We’re aren’t taught (at least not when I went through) about the fact that if we put an animal on antibiotics for a respiratory problem, it’s going to affect the gut as well.
We aren’t taught that when we start a pet on pain medications because they’re old and arthritic, that will impact their gut too (and not just by causing the vomiting and diarrhea, but many pain meds can lead to more serious complications like leaky gut syndrome).
What it comes down to is that we can’t ignore the individual systems. If they’re not healthy we have problems. But while we often have to examine particular systems to figure out what is out of whack, we have to treat the body as a whole to help it heal.
And we always have to look at the gut.
We’re never going to achieve the level of health we want if we ignore the balancing act that is our bodies, and if we ignore the ramifications of our actions on that balance (particularly as it pertains to the gut).
This is why I tell my clients that there are concepts we have to understand about how the body works, before we can ever come up with an actual treatment plan.

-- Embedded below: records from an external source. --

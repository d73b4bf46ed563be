//! seam_placer - Seam placement core for fused-filament slicing
//!
//! Given a sliced object (a stack of layers, each with closed external
//! perimeter loops), this crate decides the single point on every loop at
//! which extrusion starts and ends - the visible Z-seam.
//!
//! # Features
//!
//! - **Model visibility**: hemisphere raycasting over a decimated occlusion
//!   mesh, so seams can hide in the least visible spots
//! - **Seam painting**: user-painted enforcer and blocker regions looked up
//!   per perimeter vertex
//! - **Shell alignment**: matching perimeters are chained across layers and
//!   seams optimized per chain, so the seam reads as one vertical stripe
//! - **Four strategies**: aligned, rear, random and query-time nearest
//!
//! # Example
//!
//! ```ignore
//! use seam_placer::{Placer, Params};
//!
//! let placer = Placer::init(&objects, Params::default(), &|| false)?;
//!
//! // At G-code export time, once per extrusion loop:
//! let seam = placer.place_seam(object_index, layer_index, &loop, last_pos);
//! ```

pub mod params;
pub use params::{AlignedParams, Params, PerimeterParams, SeamPosition, VisibilityParams};

// Cooperative cancellation of init.
pub mod cancel;
pub use cancel::{CancelCallback, Cancelled};

// Input data model.
pub mod types;
pub use types::{
  ExPolygon, ExternalPerimeter, ExtrusionLoop, Island, LoopRole, ModelVolume, OverhangRegion,
  SlicedLayer, SlicedObject, VolumeKind,
};

// Geometry utilities and nearest-line queries.
pub mod geometry;
pub mod distancer;

// Triangle sets, surface sampling and the occlusion field.
pub mod mesh;
pub mod sampling;
pub mod visibility;
pub use mesh::TriangleSet;
pub use visibility::Visibility;

// Painted enforcer/blocker lookup.
pub mod painting;
pub use painting::Painting;

// Per-layer perimeters and cross-layer shells.
pub mod perimeter;
pub mod shells;
pub use perimeter::{AngleType, Perimeter, PointClassification, PointType};

// Seam choosers and the per-strategy optimizers.
pub mod choice;
pub mod aligned;
pub mod random;
pub mod rear;
pub use choice::{SeamChoice, SeamPerimeterChoice, SeamPicker};

// The façade.
pub mod placer;
pub use placer::Placer;

// Shared test fixtures.
#[cfg(test)]
pub(crate) mod test_utils;
//! The aligned seam optimizer.
//!
//! Works per shell: precomputes the visibility of every perimeter vertex,
//! finds the least visible anchor of every slice, then traces one candidate
//! chain per starting position with the nearest picker, jumping to the
//! anchor when the chain drifts too far or gets too exposed. The cheapest
//! chain wins; a bonus rewards chains that continue the previous layer's
//! seam.

use glam::DVec2;
use rstar::primitives::GeomWithData;

use crate::choice::{
  choose_degenerate_seam_point, choose_seam_point, SeamChoice, SeamPerimeterChoice, SeamPicker,
};
use crate::geometry::{distance_to_segment_squared, map_nested_parallel, to_3d};
use crate::params::AlignedParams;
use crate::perimeter::{
  extract_points, point_value, AngleType, OptionalPointTree, Perimeter, PointClassification,
  PointTree, PointTrees, PointType,
};
use crate::shells::{layer_count, Shell, Shells};
use crate::visibility::Visibility;

/// Visibility of a seam choice on a perimeter. Lower is better.
pub trait ChoiceVisibility: Sync {
  fn evaluate(&self, choice: &SeamChoice, perimeter: &Perimeter) -> f64;
}

/// Combines the raycast visibility field with a corner preference: sharp
/// corners hide the seam, so they lower the effective visibility.
pub struct VisibilityCalculator<'a> {
  pub points_visibility: &'a Visibility,
  pub convex_visibility_modifier: f64,
  pub concave_visibility_modifier: f64,
}

impl VisibilityCalculator<'_> {
  /// Smooth weight in `[-weight_max, 0]`: at angle 0 the slope equals the
  /// linear weight, at a right angle the slope is 0 and the value is the
  /// full weight.
  fn angle_visibility_modifier(
    angle: f64,
    convex_visibility_modifier: f64,
    concave_visibility_modifier: f64,
  ) -> f64 {
    let weight_max = if angle > 0.0 {
      convex_visibility_modifier
    } else {
      concave_visibility_modifier
    };
    let angle = angle.abs();
    let right_angle = std::f64::consts::FRAC_PI_2;
    if angle > right_angle {
      return -weight_max;
    }
    let angle_linear_weight = angle / right_angle;
    let angle_smooth_weight =
      angle / right_angle * weight_max + (right_angle - angle) / right_angle * angle_linear_weight;
    -angle_smooth_weight
  }
}

impl ChoiceVisibility for VisibilityCalculator<'_> {
  fn evaluate(&self, choice: &SeamChoice, perimeter: &Perimeter) -> f64 {
    let mut visibility = self
      .points_visibility
      .point_visibility(to_3d(choice.position, perimeter.slice_z)) as f64;

    let angle = if choice.is_at_vertex() {
      perimeter.angles[choice.previous_index]
    } else {
      0.0
    };
    visibility += Self::angle_visibility_modifier(
      angle,
      self.convex_visibility_modifier,
      self.concave_visibility_modifier,
    );
    visibility
  }
}

pub(crate) fn pick_trees(perimeter: &Perimeter, point_type: PointType) -> &PointTrees {
  match point_type {
    PointType::Enforcer => &perimeter.enforced_points,
    PointType::Blocker => &perimeter.blocked_points,
    PointType::Common => &perimeter.common_points,
  }
}

pub(crate) fn pick_tree(
  point_trees: &PointTrees,
  point_classification: PointClassification,
) -> &OptionalPointTree {
  match point_classification {
    PointClassification::Overhang => &point_trees.overhanging_points,
    PointClassification::Embedded => &point_trees.embedded_points,
    PointClassification::Common => &point_trees.common_points,
  }
}

/// Ingredients of a nearest pick: the closest qualifying vertex, the better
/// of its two adjacent edges, a possible corner snap and the foot point on
/// the edge.
#[derive(Clone, Debug)]
pub struct SeamOptions {
  pub closest: usize,
  pub adjacent: usize,
  pub adjacent_forward: bool,
  pub snapped: Option<usize>,
  pub on_edge: DVec2,
}

fn scan_for_angle(
  perimeter: &Perimeter,
  point: DVec2,
  search_start: usize,
  max_detour: f64,
  angle_type: AngleType,
  matched: &mut Option<usize>,
  min_distance: &mut f64,
) {
  let positions = &perimeter.positions;
  let mut visitor = |index: usize| -> bool {
    let distance = (positions[index] - point).length();
    if distance > max_detour {
      return true;
    }
    if perimeter.angle_types[index] == angle_type && distance < *min_distance {
      *matched = Some(index);
      *min_distance = distance;
      return true;
    }
    false
  };
  crate::geometry::visit_backward(search_start, positions.len(), &mut visitor);
  crate::geometry::visit_forward(search_start, positions.len(), &mut visitor);
}
//! Tests for triangle sets.

use glam::{DMat4, DVec3, Vec3};

use super::TriangleSet;
use crate::test_utils::box_mesh;

// =============================================================================
// Batch 1: Basics
// =============================================================================

#[test]
fn test_face_normal_orientation() {
  let cube = box_mesh(Vec3::ZERO, Vec3::ONE);
  // Triangle 2 is on the top face.
  let normal = cube.face_normal(2);
  assert!((normal - Vec3::Z).length() < 1e-6);
  // Triangle 0 is on the bottom face.
  let normal = cube.face_normal(0);
  assert!((normal + Vec3::Z).length() < 1e-6);
}

#[test]
fn test_total_area_of_unit_cube() {
  let cube = box_mesh(Vec3::ZERO, Vec3::ONE);
  assert!((cube.total_area() - 6.0).abs() < 1e-5);
}

#[test]
fn test_merge_offsets_indices() {
  let mut merged = box_mesh(Vec3::ZERO, Vec3::ONE);
  let other = box_mesh(Vec3::splat(10.0), Vec3::splat(11.0));
  merged.merge(&other);

  assert_eq!(merged.triangle_count(), 24);
  assert_eq!(merged.positions.len(), 16);
  let [a, _, _] = merged.triangle(12);
  assert!(a.x >= 10.0, "Merged triangles should reference merged vertices");
}

#[test]
fn test_transformed_applies_matrix() {
  let cube = box_mesh(Vec3::ZERO, Vec3::ONE);
  let transform = DMat4::from_translation(DVec3::new(5.0, 0.0, 0.0));
  let moved = cube.transformed(&transform);

  assert!((moved.positions[0] - Vec3::new(5.0, 0.0, 0.0)).length() < 1e-6);
  assert_eq!(moved.indices, cube.indices);
}

// =============================================================================
// Batch 2: Decimation
// =============================================================================

#[test]
fn test_decimate_reaches_target() {
  // A strip of many small triangles.
  let mut positions = Vec::new();
  let mut indices = Vec::new();
  for i in 0..50u32 {
    let x = i as f32 * 0.1;
    positions.push(Vec3::new(x, 0.0, 0.0));
    positions.push(Vec3::new(x, 1.0, 0.0));
  }
  for i in 0..49u32 {
    let base = i * 2;
    indices.push([base, base + 2, base + 1]);
    indices.push([base + 1, base + 2, base + 3]);
  }
  let mut strip = TriangleSet::new(positions, indices);
  assert_eq!(strip.triangle_count(), 98);

  strip.decimate(20);
  assert!(
    strip.triangle_count() <= 20,
    "Expected at most 20 triangles, got {}",
    strip.triangle_count()
  );
  assert!(strip.triangle_count() > 0);
}

#[test]
fn test_decimate_is_a_noop_below_target() {
  let mut cube = box_mesh(Vec3::ZERO, Vec3::ONE);
  cube.decimate(100);
  assert_eq!(cube.triangle_count(), 12);
}

#[test]
fn test_decimate_is_deterministic() {
  let mut first = box_mesh(Vec3::ZERO, Vec3::ONE);
  let mut second = box_mesh(Vec3::ZERO, Vec3::ONE);
  first.decimate(4);
  second.decimate(4);
  assert_eq!(first.indices, second.indices);
  assert_eq!(first.positions, second.positions);
}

We can’t look at our dog and see problem x and only treat problem x, which is how we’re taught to think. We have to look at our dog, figure out how to treat problem x, but do it in a way that brings the body closer to balance and its ability to self-heal, rather than further away from that ability.
And truly, that’s doable.
That’s where things like herbs and supplements come in, never mind the actual diet itself.
That’s where we start trying to catch imbalances before they become serious problems. Because it’s much easier to correct a mild imbalance than to heal a full-blown disease.
This is something for which we’re still learning all the intricacies. And we may never know all the answers because in addition to being more complicated than we’re taught, we also have to remember that we’re dealing with living beings.
As one of my professors used to like to say, “Not every body reads the text book.”
There may always be surprises.
There may always be a body that doesn’t respond as expected.
But we stick with it. We continue to look at the body as a whole, rather than individual pieces. We continue to work towards balance rather than imbalance or treating individual systems.